And on it went for seven years, until Stone took more serious issue.

Stone said the cats come into his yard because Chesak and Sobert manage the cats in a parking lot, leaving the cats nowhere to urinate or defecate. Chesak and Sobert themselves live in an upstairs apartment and keep a container garden that is not molested by the cats, Stone said.

“I come in contact with and smell cat feces every time I weed my garden beds or remove leaves from the bed,” Stone said.

Stone also said he has observed raccoons and opossums feeding from the cat food bowls that are left out overnight, and that his dog has also been treated for parasites more than once due to eating cat feces in his own yard. There have also been fights between the dog and the cats, he said.

“The problems began when they started leaving cat food out on the sidewalk and in the lot in the neighborhood, including overnight, unmonitored. That attracted toms and other feral cats to the neighborhood, and with free and unlimited food, they of course chose to stay,” Stone said.

In response to the complaints, Meaney visited Greenley Place a visit last month. Feeding and caring for feral cats is legal, he said, within certain boundaries.

“We’re OK with this kind of thing as long as food isn’t left out unattended and as long as the [cat] housing is clean and sanitary,” he told the Gazette. “As long as it’s not affecting the properties around you.”

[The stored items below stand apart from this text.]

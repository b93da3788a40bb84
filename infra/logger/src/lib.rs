//! # Logger
//!
//! Bootstrap for the global `tracing` subscriber: console output, optional
//! rolling file output with non-blocking I/O, and environment-based
//! filtering. The engine crates only emit `tracing` events; initializing a
//! subscriber is the composition root's job, via this crate.
//!
//! ## Example
//!
//! ```rust
//! use entitle_logger::{LevelFilter, Logger};
//!
//! let _logger = Logger::builder("my-app")
//!     .level(LevelFilter::DEBUG)
//!     .init()
//!     .unwrap();
//! ```

mod error;

pub use crate::error::LoggerError;
pub use tracing::level_filters::LevelFilter;
pub use tracing_appender::rolling::Rotation;

use std::fs;
use std::path::PathBuf;
use tracing_appender::non_blocking::WorkerGuard;
use tracing_appender::rolling::RollingFileAppender;
use tracing_subscriber::fmt::layer;
use tracing_subscriber::layer::SubscriberExt;
use tracing_subscriber::util::SubscriberInitExt;
use tracing_subscriber::{EnvFilter, Layer};

const DEFAULT_MAX_FILES: usize = 10;
const LOG_FILE_SUFFIX: &str = "log";

/// Builder for the global tracing subscriber.
///
/// The `name` identifies the subscriber and prefixes rolling log files
/// (e.g. `my-app.2026-08-26.log`).
#[derive(Debug)]
pub struct LoggerBuilder {
    name: String,
    console: bool,
    path: Option<PathBuf>,
    level: LevelFilter,
    rotation: Rotation,
    max_files: usize,
    json: bool,
    env_filter: Option<String>,
}

impl LoggerBuilder {
    /// Minimum log level to emit.
    #[must_use]
    pub const fn level(mut self, level: LevelFilter) -> Self {
        self.level = level;
        self
    }

    /// Enables or disables console output (enabled by default).
    #[must_use]
    pub const fn console(mut self, enabled: bool) -> Self {
        self.console = enabled;
        self
    }

    /// Enables rolling file output in the given directory.
    #[must_use]
    pub fn path(mut self, path: impl Into<PathBuf>) -> Self {
        self.path = Some(path.into());
        self
    }

    /// Log file rotation strategy (daily by default).
    #[must_use]
    pub fn rotation(mut self, rotation: Rotation) -> Self {
        self.rotation = rotation;
        self
    }

    /// Maximum number of rotated log files to keep.
    #[must_use]
    pub const fn max_files(mut self, max: usize) -> Self {
        self.max_files = max;
        self
    }

    /// Switches file output to JSON lines.
    #[must_use]
    pub const fn json(mut self) -> Self {
        self.json = true;
        self
    }

    /// Programmatic default for the env filter (e.g.
    /// `"entitle_manager=debug"`); `RUST_LOG` still overrides.
    #[must_use]
    pub fn env_filter(mut self, filter: impl Into<String>) -> Self {
        self.env_filter = Some(filter.into());
        self
    }

    /// Consumes the builder and installs the global subscriber.
    ///
    /// # Errors
    /// Returns [`LoggerError::InvalidConfiguration`] for an empty name or no
    /// enabled outputs, [`LoggerError::Appender`] if the file appender cannot
    /// be created, and [`LoggerError::Subscriber`] if a global subscriber has
    /// already been installed in this process.
    pub fn init(self) -> Result<Logger, LoggerError> {
        if self.name.trim().is_empty() {
            return Err(LoggerError::InvalidConfiguration {
                message: "logger name cannot be empty".into(),
            });
        }
        if !self.console && self.path.is_none() {
            return Err(LoggerError::InvalidConfiguration {
                message: "no outputs enabled; enable console or file logging".into(),
            });
        }

        let env_filter = match &self.env_filter {
            Some(filter) => EnvFilter::builder()
                .with_default_directive(self.level.into())
                .parse(filter)
                .map_err(|e| LoggerError::InvalidConfiguration { message: e.to_string().into() })?,
            None => EnvFilter::builder()
                .with_default_directive(self.level.into())
                .from_env_lossy(),
        };

        let mut layers = Vec::new();
        if self.console {
            layers.push(layer().compact().with_ansi(true).boxed());
        }

        let guard = if let Some(path) = self.path {
            fs::create_dir_all(&path).map_err(|e| LoggerError::Internal {
                message: format!("failed to create {}: {e}", path.display()).into(),
            })?;

            let appender = RollingFileAppender::builder()
                .rotation(self.rotation)
                .filename_prefix(&self.name)
                .filename_suffix(LOG_FILE_SUFFIX)
                .max_log_files(self.max_files)
                .build(path)?;

            let (non_blocking, guard) = tracing_appender::non_blocking(appender);
            let file_layer = layer().with_writer(non_blocking).with_ansi(false);
            layers.push(if self.json { file_layer.json().boxed() } else { file_layer.boxed() });
            Some(guard)
        } else {
            None
        };

        tracing_subscriber::registry().with(env_filter).with(layers).try_init()?;

        Ok(Logger { guard })
    }
}

/// Handle to the initialized logging system.
///
/// Holds the non-blocking file worker guard; keep it alive for the duration
/// of the program so buffered logs are flushed on shutdown.
#[must_use = "dropping this handle stops the background logging worker"]
#[derive(Debug)]
pub struct Logger {
    guard: Option<WorkerGuard>,
}

impl Logger {
    /// Returns a builder with console output enabled at `INFO`.
    #[must_use]
    pub fn builder(name: impl Into<String>) -> LoggerBuilder {
        LoggerBuilder {
            name: name.into(),
            console: true,
            path: None,
            level: LevelFilter::INFO,
            rotation: Rotation::DAILY,
            max_files: DEFAULT_MAX_FILES,
            json: false,
            env_filter: None,
        }
    }

    /// The file worker guard, if file logging is enabled.
    #[must_use]
    pub const fn guard(&self) -> Option<&WorkerGuard> {
        self.guard.as_ref()
    }
}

Meaney was joined by staff from the City’s Animal Control department and the Animal Rescue League on that visit, which raised hackles around the neighborhood. Chesak and Sobert were afraid the group was showing up to trap and take away all the cats, and invited over a dozen friends to be present for support.

“Most neighbors salute and support Mark and Suzanne in their efforts to care for and foster the stray cats in our neighborhood,” neighbor Scott Lesniewski told the Gazette, adding that “this is by no means a ‘crazy cat person’ situation, but rather, two kind, sane neighbors trying to remedy cats being destroyed by shelters.”

Inspectors cited the couple for leaving out food and for failing to clean up the cats’ feces.

“We did find unattended feed and we offered help in homing the cats to keep numbers down so they won’t impact the neighbors,” Meaney said.

“We understand that people are concerned about other animals coming in and eating the cat food,” Chesak said.

Chesak and Sobert also promised the City that they would redouble efforts to find indoor homes for the cats.

“We’re going to stay in touch over the next few week to see if there’s a reduction or maintenance” in the colony, Meaney added. ISD will be back in mid-October for a 30-day visit to check on the status of unattended feed and feces clean-up.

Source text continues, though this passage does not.